L’unico dato positivo della giornata, per dirla con un linguaggio da bar che è esattamente quanto merita la cronaca parlamentare della disfatta di Prodi, è che il Pd è costretto a riporre la mortadella nel frigo. I 395 voti che l’ex presidente del Consiglio ed ex presidente della Commissione Europea ha racimolato sono infinitamente meno di quelli che sarebbero stati necessari come base per raccogliere eventualmente, domani, il consenso di una parte di Scelta civica e forse di qualche grillino.

È Matteo Renzi ad annunciare che la candidatura Prodi “non c’è più”. Massimo D’Alema, che in molti indicano come il regista occulto del siluramento di Prodi, anche solo per marcare la distanza ha fatto il visto per la Cina ed è geograficamente out. Giorgio Napolitano assiste pure lui allucinato. Alla sua veneranda età non pensava mai di dover assistere a una simile prova del suo ex partito. E il suo nome riemerge prepotente come l’unico che possa a colpi di machete scavare una via d’uscita nella giungla di Montecitorio.

Berlusconi e il Pdl, sostanzialmente in sintonia con la Lega, hanno fatto quello che a loro si richiedeva di fare.

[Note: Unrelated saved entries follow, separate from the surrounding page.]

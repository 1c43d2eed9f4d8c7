//! Runtime configuration.
//!
//! Resolution order: built-in defaults, then `{data_dir}/config.json` if it
//! exists, then environment variables (`POS_DATA_DIR`, `POS_LOG_DIR`,
//! `POS_LOG`, `POS_UTC_OFFSET_MINUTES`).

use chrono::FixedOffset;
use serde::{Deserialize, Serialize};
use std::fs;
use std::path::{Path, PathBuf};
use tracing::{info, warn};

use crate::error::{PosError, PosResult};

pub const CONFIG_FILE: &str = "config.json";
const DEFAULT_LOG_FILTER: &str = "info,tableside_pos=debug";
const DEFAULT_FEED_CAPACITY: usize = 64;
const DEFAULT_MAX_LOG_FILES: usize = 10;

#[derive(Debug, Clone, PartialEq, Serialize)]
#[serde(rename_all = "camelCase")]
pub struct PosConfig {
    pub data_dir: PathBuf,
    pub log_dir: PathBuf,
    pub log_filter: String,
    /// Offset used to bucket sales and expenses into calendar days.
    pub utc_offset_minutes: i32,
    /// Buffered snapshots per change-feed subscriber before it lags.
    pub feed_capacity: usize,
    pub max_log_files: usize,
}

impl Default for PosConfig {
    fn default() -> Self {
        let data_dir = default_data_dir();
        Self {
            log_dir: data_dir.join("logs"),
            data_dir,
            log_filter: DEFAULT_LOG_FILTER.to_string(),
            utc_offset_minutes: 0,
            feed_capacity: DEFAULT_FEED_CAPACITY,
            max_log_files: DEFAULT_MAX_LOG_FILES,
        }
    }
}

/// Keys accepted in `config.json`. Anything absent keeps its current value.
#[derive(Debug, Default, Deserialize)]
#[serde(rename_all = "camelCase", deny_unknown_fields)]
struct FileOverrides {
    log_dir: Option<PathBuf>,
    log_filter: Option<String>,
    utc_offset_minutes: Option<i32>,
    feed_capacity: Option<usize>,
    max_log_files: Option<usize>,
}

fn default_data_dir() -> PathBuf {
    std::env::var("XDG_DATA_HOME")
        .map(PathBuf::from)
        .unwrap_or_else(|_| {
            PathBuf::from(std::env::var("HOME").unwrap_or_else(|_| ".".into()))
                .join(".local")
                .join("share")
        })
        .join("tableside-pos")
}

impl PosConfig {
    /// Defaults rooted at `data_dir`, logs under `data_dir/logs`.
    pub fn with_data_dir(data_dir: impl Into<PathBuf>) -> Self {
        let data_dir = data_dir.into();
        Self {
            log_dir: data_dir.join("logs"),
            data_dir,
            ..Self::default()
        }
    }

    /// Load configuration from defaults, the optional config file and the
    /// environment.
    pub fn load() -> PosResult<Self> {
        let mut config = match env_nonempty("POS_DATA_DIR") {
            Some(dir) => Self::with_data_dir(dir),
            None => Self::default(),
        };

        let file = config.data_dir.join(CONFIG_FILE);
        if file.exists() {
            config.apply_file(&file)?;
        }

        config.apply_env()?;
        config.validate()?;
        info!(
            data_dir = %config.data_dir.display(),
            log_dir = %config.log_dir.display(),
            "Configuration loaded"
        );
        Ok(config)
    }

    /// Overlay values from a JSON config file.
    pub fn apply_file(&mut self, path: &Path) -> PosResult<()> {
        let raw = fs::read_to_string(path)?;
        let file: FileOverrides = serde_json::from_str(&raw).map_err(|e| {
            warn!(path = %path.display(), error = %e, "Config file parse failed");
            PosError::Config(format!("{}: {e}", path.display()))
        })?;
        if let Some(dir) = file.log_dir {
            self.log_dir = dir;
        }
        if let Some(filter) = file.log_filter {
            self.log_filter = filter;
        }
        if let Some(offset) = file.utc_offset_minutes {
            self.utc_offset_minutes = offset;
        }
        if let Some(capacity) = file.feed_capacity {
            self.feed_capacity = capacity;
        }
        if let Some(max) = file.max_log_files {
            self.max_log_files = max;
        }
        Ok(())
    }

    fn apply_env(&mut self) -> PosResult<()> {
        if let Some(dir) = env_nonempty("POS_LOG_DIR") {
            self.log_dir = PathBuf::from(dir);
        }
        if let Some(filter) = env_nonempty("POS_LOG") {
            self.log_filter = filter;
        }
        if let Some(raw) = env_nonempty("POS_UTC_OFFSET_MINUTES") {
            self.utc_offset_minutes = raw.trim().parse().map_err(|_| {
                PosError::Config(format!("POS_UTC_OFFSET_MINUTES is not an integer: {raw}"))
            })?;
        }
        Ok(())
    }

    fn validate(&self) -> PosResult<()> {
        self.utc_offset()?;
        if self.feed_capacity == 0 {
            return Err(PosError::Config("feedCapacity must be positive".into()));
        }
        Ok(())
    }

    /// Path of the SQLite database file.
    pub fn db_path(&self) -> PathBuf {
        self.data_dir.join("pos.db")
    }

    pub fn utc_offset(&self) -> PosResult<FixedOffset> {
        FixedOffset::east_opt(self.utc_offset_minutes * 60).ok_or_else(|| {
            PosError::Config(format!(
                "utcOffsetMinutes out of range: {}",
                self.utc_offset_minutes
            ))
        })
    }
}

fn env_nonempty(key: &str) -> Option<String> {
    std::env::var(key)
        .ok()
        .map(|v| v.trim().to_string())
        .filter(|v| !v.is_empty())
}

Mostrarsi disponibili per un governo di larghe intese, per cariche istituzionali condivise, addirittura per Bersani premier a condizione di un nome di garanzia (anche del Pd) al Quirinale.

Poi, dopo la parola violata su Franco Marini votato dal Pdl e affossato dai suoi, e la candidatura per acclamazione della personalità più divisiva di tutte, Romano Prodi, il Pdl e la Lega giustamente si sono tirati fuori, non hanno partecipato al voto al quarto scrutinio lasciando che lo spettacolo inqualificabile delle gladiatorie (altro che quirinarie e primarie) avesse come unici protagonisti la sinistra, il centro, i 5S. Così è stato.

Grillo, dal canto suo, ha avuto gioco facile a rimestare nelle beghe del Pd lanciando un’esca appetitosa, Stefano Rodotà, quasi uno sconosciuto per il volgo, ma un politico di lungo corso capace di esercitare un discreto richiamo della foresta su parte del Pd e sui vendoliani di Sel. Sulla sinistra della sinistra. Capisco: stiamo parlando di politichese, di consorterie, giochini, gnomi, strategie di palazzo e pugnali che volano. Non di cose reali. Di problemi della gente. Di governo. Di strategie europee. Di misure da prendere. Ma è questo che ci passa il convento. Anzi, la conventicola.

Il Pd non è più un soggetto unitario. È un agglomerato schizofrenico e litigioso di piccoli uomini. Ogni nuovo nome che viene bruciato, un altro drappello di fedelissimi si prepara a scatenare la sua vendetta sul prossimo candidato, si chiami Massimo D’Alema o Luciano Violante. Sicché la prospettiva (umiliante) di dover convergere sul candidato M5S, Rodotà, rischia anch’essa di fallire. Né è scontato che Napolitano accetti di restare al suo posto a 87 anni. Dovranno essere proprio tutti a chiederglielo. In un accorato, disperante appello corale. Oppure bisognerà far raffreddare gli animi, virare su un terreno neutro, su un nome non politico, comunque non troppo legato a consorterie di partito, rilucente di luce propria, vuoi per il ruolo vuoi per il passato. Magari una donna. Il ministro dell’Interno, Anna Maria Cancellieri, o quello della Giustizia, Paola Severino. Oppure Emma Bonino. Sarebbero, chi più chi meno, tre ottime scelte.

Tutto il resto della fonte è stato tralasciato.